On Wed, 8 Jul 2009, Benny Pedersen wrote:
do you have a dual quad core that idles ? :)
I have a dual Pentium-III that idles 99% of the time, yes.
rawbody takes more cpu power then (body)
I wouldn't think that it takes much more as the only difference
is whether HTML is still present....
why missing /i ?
and why exact match on begin of line ?
I use these rules as quick 'poison pill' rules added as needed, then
remove them a few weeks later.
The use of case-sensitive matching and exact line matching are intended to
match the spam as exactly as possible and minimize the possibility of
FP's.
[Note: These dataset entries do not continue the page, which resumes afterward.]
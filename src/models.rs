// Core data structures for proxyrank

use chrono::{DateTime, Utc};
use serde::{Deserialize, Serialize};
use std::time::Duration;
use uuid::Uuid;

/// Protocol kind plus protocol-specific parameters of a server.
///
/// This is the part of a server definition that identifies the endpoint:
/// two servers are duplicates when their outbounds compare equal, whatever
/// their display names or ids.
#[derive(Debug, Clone, PartialEq, Eq, Serialize, Deserialize)]
pub struct Outbound {
    /// Share-link scheme such as `vless`, `vmess`, `trojan`, `ss`
    pub protocol: String,

    /// Opaque protocol parameters
    pub params: serde_json::Value,
}

impl Outbound {
    pub fn new(protocol: impl Into<String>, params: serde_json::Value) -> Self {
        Self {
            protocol: protocol.into(),
            params,
        }
    }
}

/// One proxy server definition
#[derive(Debug, Clone, PartialEq, Serialize, Deserialize)]
pub struct ServerConfig {
    /// Unique id, stable for the lifetime of the server
    pub id: String,

    /// Owning group
    pub group_id: String,

    /// Display name
    pub name: String,

    pub outbound: Outbound,
}

impl ServerConfig {
    /// Create a server with a freshly generated id
    pub fn new(group_id: impl Into<String>, name: impl Into<String>, outbound: Outbound) -> Self {
        Self {
            id: Uuid::new_v4().to_string(),
            group_id: group_id.into(),
            name: name.into(),
            outbound,
        }
    }

    /// Whether both servers describe the same endpoint
    pub fn is_duplicate_of(&self, other: &ServerConfig) -> bool {
        self.outbound == other.outbound
    }
}

/// A named collection of servers, optionally synced from a remote URL
#[derive(Debug, Clone, PartialEq, Eq, Serialize, Deserialize)]
pub struct Group {
    pub id: String,
    pub name: String,

    /// Subscription URL; empty for manually curated groups
    #[serde(default)]
    pub url: String,

    /// Participates in "run all enabled groups"
    #[serde(default = "default_enabled")]
    pub enabled: bool,
}

fn default_enabled() -> bool {
    true
}

impl Group {
    /// Create an enabled group with a generated id
    pub fn new(name: impl Into<String>, url: impl Into<String>) -> Self {
        Self {
            id: Uuid::new_v4().to_string(),
            name: name.into(),
            url: url.into(),
            enabled: true,
        }
    }

    /// Whether the group is backed by a remote subscription
    pub fn is_subscribed(&self) -> bool {
        !self.url.trim().is_empty()
    }
}

/// Measured metadata about one server
#[derive(Debug, Clone, Copy, PartialEq, Eq, Serialize, Deserialize)]
pub struct AffiliationInfo {
    /// Last measured latency in milliseconds; `0` means unreachable
    pub latency_ms: i64,

    /// When the measurement was taken
    pub tested_at: DateTime<Utc>,
}

impl AffiliationInfo {
    /// Record a successful measurement
    pub fn measured(latency: Duration) -> Self {
        let millis = i64::try_from(latency.as_millis()).unwrap_or(i64::MAX);
        Self {
            latency_ms: millis.max(1),
            tested_at: Utc::now(),
        }
    }

    /// Record a failed measurement
    pub fn unreachable() -> Self {
        Self {
            latency_ms: 0,
            tested_at: Utc::now(),
        }
    }

    /// Zero and negative values carry no usable measurement
    pub fn is_usable(&self) -> bool {
        self.latency_ms > 0
    }

    /// Usable latency, if any
    pub fn latency(&self) -> Option<Duration> {
        self.is_usable()
            .then(|| Duration::from_millis(self.latency_ms as u64))
    }

    /// Human readable latency, empty when there is nothing to show
    pub fn latency_label(&self) -> String {
        if !self.is_usable() {
            return String::new();
        }
        format!("{}ms", self.latency_ms)
    }
}

/// The currently active server
#[derive(Debug, Clone, PartialEq, Eq, Serialize, Deserialize)]
pub struct SelectedServer {
    pub group_id: String,
    pub server_id: String,
}

/// Observable phase of the run controller
#[derive(Debug, Clone, Copy, PartialEq, Eq, Default)]
pub enum RunPhase {
    #[default]
    Idle,
    UpdatingSubscription,
    Deduplicating,
    Probing {
        completed: usize,
        total: usize,
    },
    Ranking,
    Done,
}

impl RunPhase {
    /// Whether a run is in progress
    pub fn is_busy(&self) -> bool {
        !matches!(self, Self::Idle | Self::Done)
    }

    /// Probe completion in percent, when probing
    pub fn progress_percentage(&self) -> Option<f64> {
        match *self {
            Self::Probing { total: 0, .. } => Some(100.0),
            Self::Probing { completed, total } => {
                Some((completed as f64 / total as f64) * 100.0)
            }
            _ => None,
        }
    }
}

impl std::fmt::Display for RunPhase {
    fn fmt(&self, f: &mut std::fmt::Formatter<'_>) -> std::fmt::Result {
        match self {
            Self::Idle => write!(f, "idle"),
            Self::UpdatingSubscription => write!(f, "updating subscription"),
            Self::Deduplicating => write!(f, "deduplicating"),
            Self::Probing { completed, total } => write!(f, "probing {completed}/{total}"),
            Self::Ranking => write!(f, "ranking"),
            Self::Done => write!(f, "done"),
        }
    }
}

/// A server together with its last measurement, as shown to users
#[derive(Debug, Clone, PartialEq)]
pub struct ServerEntry {
    pub config: ServerConfig,
    pub affiliation: Option<AffiliationInfo>,
}

impl ServerEntry {
    /// Usable latency in milliseconds, if any
    pub fn latency_ms(&self) -> Option<i64> {
        self.affiliation
            .filter(AffiliationInfo::is_usable)
            .map(|info| info.latency_ms)
    }
}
Someone could very well have a deceased client of some kind, but
it's not likely that ham will use that exact phrase, with that
capitalization, all alone on a single line (the original regex matches
beginning to END of the line).
Also, anchoring tests to the beginning or end of lines should improve
efficiency, as the only places it will check the regex is at line breaks.
body __A1 /\basserts\b/i
body __A2 /\bof\b/i
body __A3 /\bmy\b/i
body __A4 /\bdeceased\b/i
body __A5 /\bclient\b/i
meta LOC09070702 (__A1 && __A2 && __A3 && __A4 && __A5)
Far too much chance of FP's. Given that 'for' and 'my' occur in many
e-mails, you are really basing this on 'deceased', 'client' and 'assets'.
- C